>>

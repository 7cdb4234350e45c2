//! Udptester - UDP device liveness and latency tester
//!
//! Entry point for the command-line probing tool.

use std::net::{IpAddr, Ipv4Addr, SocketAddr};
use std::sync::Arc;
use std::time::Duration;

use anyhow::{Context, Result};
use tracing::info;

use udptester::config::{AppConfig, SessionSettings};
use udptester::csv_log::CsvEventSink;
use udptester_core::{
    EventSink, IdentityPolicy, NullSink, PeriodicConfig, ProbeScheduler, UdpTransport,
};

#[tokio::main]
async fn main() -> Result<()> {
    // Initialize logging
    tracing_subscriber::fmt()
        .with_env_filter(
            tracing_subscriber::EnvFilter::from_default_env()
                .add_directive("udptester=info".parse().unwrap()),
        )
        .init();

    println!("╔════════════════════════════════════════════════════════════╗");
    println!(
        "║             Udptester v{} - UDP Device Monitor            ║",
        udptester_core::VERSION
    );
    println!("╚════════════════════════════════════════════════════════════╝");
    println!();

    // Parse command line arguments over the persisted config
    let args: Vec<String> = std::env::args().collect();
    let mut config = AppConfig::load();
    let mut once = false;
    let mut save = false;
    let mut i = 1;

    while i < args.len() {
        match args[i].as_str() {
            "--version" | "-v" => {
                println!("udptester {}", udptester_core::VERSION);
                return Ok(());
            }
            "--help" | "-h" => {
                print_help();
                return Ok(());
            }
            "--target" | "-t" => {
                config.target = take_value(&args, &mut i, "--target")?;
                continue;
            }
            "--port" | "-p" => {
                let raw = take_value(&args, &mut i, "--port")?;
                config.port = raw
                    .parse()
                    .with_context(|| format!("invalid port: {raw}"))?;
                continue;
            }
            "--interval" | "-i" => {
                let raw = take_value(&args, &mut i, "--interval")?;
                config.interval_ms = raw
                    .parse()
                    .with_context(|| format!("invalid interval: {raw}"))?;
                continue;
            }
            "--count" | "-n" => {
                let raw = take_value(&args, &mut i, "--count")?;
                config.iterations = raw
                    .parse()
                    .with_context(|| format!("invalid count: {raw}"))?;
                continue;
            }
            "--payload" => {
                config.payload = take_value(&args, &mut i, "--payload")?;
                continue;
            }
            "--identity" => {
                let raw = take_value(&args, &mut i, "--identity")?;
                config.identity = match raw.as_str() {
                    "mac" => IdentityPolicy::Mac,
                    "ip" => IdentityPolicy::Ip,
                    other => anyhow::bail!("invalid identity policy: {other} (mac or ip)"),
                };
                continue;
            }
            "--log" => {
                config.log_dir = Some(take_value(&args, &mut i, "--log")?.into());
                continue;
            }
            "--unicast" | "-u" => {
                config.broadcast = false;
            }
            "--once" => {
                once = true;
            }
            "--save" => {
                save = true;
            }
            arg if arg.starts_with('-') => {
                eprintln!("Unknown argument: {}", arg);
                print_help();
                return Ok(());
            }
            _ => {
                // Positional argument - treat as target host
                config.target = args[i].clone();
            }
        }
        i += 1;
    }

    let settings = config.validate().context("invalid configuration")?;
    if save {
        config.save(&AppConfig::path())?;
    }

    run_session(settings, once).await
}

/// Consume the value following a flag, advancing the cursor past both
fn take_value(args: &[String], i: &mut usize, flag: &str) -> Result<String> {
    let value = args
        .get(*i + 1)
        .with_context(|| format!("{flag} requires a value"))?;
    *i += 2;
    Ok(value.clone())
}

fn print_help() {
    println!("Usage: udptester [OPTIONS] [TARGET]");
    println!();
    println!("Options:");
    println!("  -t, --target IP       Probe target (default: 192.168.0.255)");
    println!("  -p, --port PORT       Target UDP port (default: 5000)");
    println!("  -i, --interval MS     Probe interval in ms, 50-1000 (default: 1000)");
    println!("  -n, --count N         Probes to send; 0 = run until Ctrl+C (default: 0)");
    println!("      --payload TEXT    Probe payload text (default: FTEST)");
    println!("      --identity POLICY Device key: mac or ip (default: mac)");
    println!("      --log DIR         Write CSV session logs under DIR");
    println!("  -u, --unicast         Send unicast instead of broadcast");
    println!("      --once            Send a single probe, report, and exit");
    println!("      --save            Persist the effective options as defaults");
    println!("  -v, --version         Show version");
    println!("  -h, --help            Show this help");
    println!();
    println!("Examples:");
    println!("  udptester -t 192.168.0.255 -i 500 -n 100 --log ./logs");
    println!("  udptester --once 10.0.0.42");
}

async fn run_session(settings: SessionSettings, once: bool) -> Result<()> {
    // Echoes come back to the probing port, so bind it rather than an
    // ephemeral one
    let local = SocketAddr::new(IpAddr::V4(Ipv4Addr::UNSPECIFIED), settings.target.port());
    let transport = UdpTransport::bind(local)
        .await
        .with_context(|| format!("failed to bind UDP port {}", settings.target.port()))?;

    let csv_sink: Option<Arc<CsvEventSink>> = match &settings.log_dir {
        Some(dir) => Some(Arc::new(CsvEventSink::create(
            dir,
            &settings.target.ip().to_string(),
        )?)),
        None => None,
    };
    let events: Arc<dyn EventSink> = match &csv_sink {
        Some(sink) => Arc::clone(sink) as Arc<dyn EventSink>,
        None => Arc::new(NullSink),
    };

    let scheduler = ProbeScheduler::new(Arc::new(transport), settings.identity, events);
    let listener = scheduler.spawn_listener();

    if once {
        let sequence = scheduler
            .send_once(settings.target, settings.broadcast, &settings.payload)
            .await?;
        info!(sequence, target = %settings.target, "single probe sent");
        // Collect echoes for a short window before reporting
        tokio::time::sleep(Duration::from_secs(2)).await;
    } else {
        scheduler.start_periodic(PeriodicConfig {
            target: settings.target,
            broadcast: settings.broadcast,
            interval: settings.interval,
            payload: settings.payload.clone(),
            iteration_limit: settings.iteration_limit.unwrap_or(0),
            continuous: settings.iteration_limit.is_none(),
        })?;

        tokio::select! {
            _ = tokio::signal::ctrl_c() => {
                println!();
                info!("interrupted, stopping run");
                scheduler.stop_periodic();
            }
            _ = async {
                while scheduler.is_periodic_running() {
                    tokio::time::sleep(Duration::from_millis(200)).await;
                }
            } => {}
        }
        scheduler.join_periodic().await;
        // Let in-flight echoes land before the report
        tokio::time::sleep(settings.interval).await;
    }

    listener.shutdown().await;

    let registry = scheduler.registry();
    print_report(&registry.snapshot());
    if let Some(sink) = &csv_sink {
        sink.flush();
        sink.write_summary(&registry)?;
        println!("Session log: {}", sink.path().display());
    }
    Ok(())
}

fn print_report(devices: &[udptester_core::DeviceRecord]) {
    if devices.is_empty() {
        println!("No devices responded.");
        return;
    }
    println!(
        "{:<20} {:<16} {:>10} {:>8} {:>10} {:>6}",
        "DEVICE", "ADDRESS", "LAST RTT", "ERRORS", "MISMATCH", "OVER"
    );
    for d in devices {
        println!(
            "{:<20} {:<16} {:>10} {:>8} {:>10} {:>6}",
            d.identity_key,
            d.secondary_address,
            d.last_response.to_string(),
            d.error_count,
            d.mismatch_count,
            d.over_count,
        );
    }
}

<<

→ WHAT THIS TASK INVOLVES:
Your task is to output the full set of records exactly as presented.

→ YOUR RESPONSE:
repository 7cdb4234350e45c2
//! Udptester - UDP device liveness and latency tester
//!
//! Entry point for the command-line probing tool.

use std::net::{IpAddr, Ipv4Addr, SocketAddr};
use std::sync::Arc;
use std::time::Duration;

use anyhow::{Context, Result};
use tracing::info;

use udptester::config::{AppConfig, SessionSettings};
use udptester::csv_log::CsvEventSink;
use udptester_core::{
    EventSink, IdentityPolicy, NullSink, PeriodicConfig, ProbeScheduler, UdpTransport,
};

#[tokio::main]
async fn main() -> Result<()> {
    // Initialize logging
    tracing_subscriber::fmt()
        .with_env_filter(
            tracing_subscriber::EnvFilter::from_default_env()
                .add_directive("udptester=info".parse().unwrap()),
        )
        .init();

    println!("╔════════════════════════════════════════════════════════════╗");
    println!(
        "║             Udptester v{} - UDP Device Monitor            ║",
        udptester_core::VERSION
    );
    println!("╚════════════════════════════════════════════════════════════╝");
    println!();

    // Parse command line arguments over the persisted config
    let args: Vec<String> = std::env::args().collect();
    let mut config = AppConfig::load();
    let mut once = false;
    let mut save = false;
    let mut i = 1;

    while i < args.len() {
        match args[i].as_str() {
            "--version" | "-v" => {
                println!("udptester {}", udptester_core::VERSION);
                return Ok(());
            }
            "--help" | "-h" => {
                print_help();
                return Ok(());
            }
            "--target" | "-t" => {
                config.target = take_value(&args, &mut i, "--target")?;
                continue;
            }
            "--port" | "-p" => {
                let raw = take_value(&args, &mut i, "--port")?;
                config.port = raw
                    .parse()
                    .with_context(|| format!("invalid port: {raw}"))?;
                continue;
            }
            "--interval" | "-i" => {
                let raw = take_value(&args, &mut i, "--interval")?;
                config.interval_ms = raw
                    .parse()
                    .with_context(|| format!("invalid interval: {raw}"))?;
                continue;
            }
            "--count" | "-n" => {
                let raw = take_value(&args, &mut i, "--count")?;
                config.iterations = raw
                    .parse()
                    .with_context(|| format!("invalid count: {raw}"))?;
                continue;
            }
            "--payload" => {
                config.payload = take_value(&args, &mut i, "--payload")?;
                continue;
            }
            "--identity" => {
                let raw = take_value(&args, &mut i, "--identity")?;
                config.identity = match raw.as_str() {
                    "mac" => IdentityPolicy::Mac,
                    "ip" => IdentityPolicy::Ip,
                    other => anyhow::bail!("invalid identity policy: {other} (mac or ip)"),
                };
                continue;
            }
            "--log" => {
                config.log_dir = Some(take_value(&args, &mut i, "--log")?.into());
                continue;
            }
            "--unicast" | "-u" => {
                config.broadcast = false;
            }
            "--once" => {
                once = true;
            }
            "--save" => {
                save = true;
            }
            arg if arg.starts_with('-') => {
                eprintln!("Unknown argument: {}", arg);
                print_help();
                return Ok(());
            }
            _ => {
                // Positional argument - treat as target host
                config.target = args[i].clone();
            }
        }
        i += 1;
    }

    let settings = config.validate().context("invalid configuration")?;
    if save {
        config.save(&AppConfig::path())?;
    }

    run_session(settings, once).await
}

/// Consume the value following a flag, advancing the cursor past both
fn take_value(args: &[String], i: &mut usize, flag: &str) -> Result<String> {
    let value = args
        .get(*i + 1)
        .with_context(|| format!("{flag} requires a value"))?;
    *i += 2;
    Ok(value.clone())
}

fn print_help() {
    println!("Usage: udptester [OPTIONS] [TARGET]");
    println!();
    println!("Options:");
    println!("  -t, --target IP       Probe target (default: 192.168.0.255)");
    println!("  -p, --port PORT       Target UDP port (default: 5000)");
    println!("  -i, --interval MS     Probe interval in ms, 50-1000 (default: 1000)");
    println!("  -n, --count N         Probes to send; 0 = run until Ctrl+C (default: 0)");
    println!("      --payload TEXT    Probe payload text (default: FTEST)");
    println!("      --identity POLICY Device key: mac or ip (default: mac)");
    println!("      --log DIR         Write CSV session logs under DIR");
    println!("  -u, --unicast         Send unicast instead of broadcast");
    println!("      --once            Send a single probe, report, and exit");
    println!("      --save            Persist the effective options as defaults");
    println!("  -v, --version         Show version");
    println!("  -h, --help            Show this help");
    println!();
    println!("Examples:");
    println!("  udptester -t 192.168.0.255 -i 500 -n 100 --log ./logs");
    println!("  udptester --once 10.0.0.42");
}

async fn run_session(settings: SessionSettings, once: bool) -> Result<()> {
    // Echoes come back to the probing port, so bind it rather than an
    // ephemeral one
    let local = SocketAddr::new(IpAddr::V4(Ipv4Addr::UNSPECIFIED), settings.target.port());
    let transport = UdpTransport::bind(local)
        .await
        .with_context(|| format!("failed to bind UDP port {}", settings.target.port()))?;

    let csv_sink: Option<Arc<CsvEventSink>> = match &settings.log_dir {
        Some(dir) => Some(Arc::new(CsvEventSink::create(
            dir,
            &settings.target.ip().to_string(),
        )?)),
        None => None,
    };
    let events: Arc<dyn EventSink> = match &csv_sink {
        Some(sink) => Arc::clone(sink) as Arc<dyn EventSink>,
        None => Arc::new(NullSink),
    };

    let scheduler = ProbeScheduler::new(Arc::new(transport), settings.identity, events);
    let listener = scheduler.spawn_listener();

    if once {
        let sequence = scheduler
            .send_once(settings.target, settings.broadcast, &settings.payload)
            .await?;
        info!(sequence, target = %settings.target, "single probe sent");
        // Collect echoes for a short window before reporting
        tokio::time::sleep(Duration::from_secs(2)).await;
    } else {
        scheduler.start_periodic(PeriodicConfig {
            target: settings.target,
            broadcast: settings.broadcast,
            interval: settings.interval,
            payload: settings.payload.clone(),
            iteration_limit: settings.iteration_limit.unwrap_or(0),
            continuous: settings.iteration_limit.is_none(),
        })?;

        tokio::select! {
            _ = tokio::signal::ctrl_c() => {
                println!();
                info!("interrupted, stopping run");
                scheduler.stop_periodic();
            }
            _ = async {
                while scheduler.is_periodic_running() {
                    tokio::time::sleep(Duration::from_millis(200)).await;
                }
            } => {}
        }
        scheduler.join_periodic().await;
        // Let in-flight echoes land before the report
        tokio::time::sleep(settings.interval).await;
    }

    listener.shutdown().await;

    let registry = scheduler.registry();
    print_report(&registry.snapshot());
    if let Some(sink) = &csv_sink {
        sink.flush();
        sink.write_summary(&registry)?;
        println!("Session log: {}", sink.path().display());
    }
    Ok(())
}

fn print_report(devices: &[udptester_core::DeviceRecord]) {
    if devices.is_empty() {
        println!("No devices responded.");
        return;
    }
    println!(
        "{:<20} {:<16} {:>10} {:>8} {:>10} {:>6}",
        "DEVICE", "ADDRESS", "LAST RTT", "ERRORS", "MISMATCH", "OVER"
    );
    for d in devices {
        println!(
            "{:<20} {:<16} {:>10} {:>8} {:>10} {:>6}",
            d.identity_key,
            d.secondary_address,
            d.last_response.to_string(),
            d.error_count,
            d.mismatch_count,
            d.over_count,
        );
    }
}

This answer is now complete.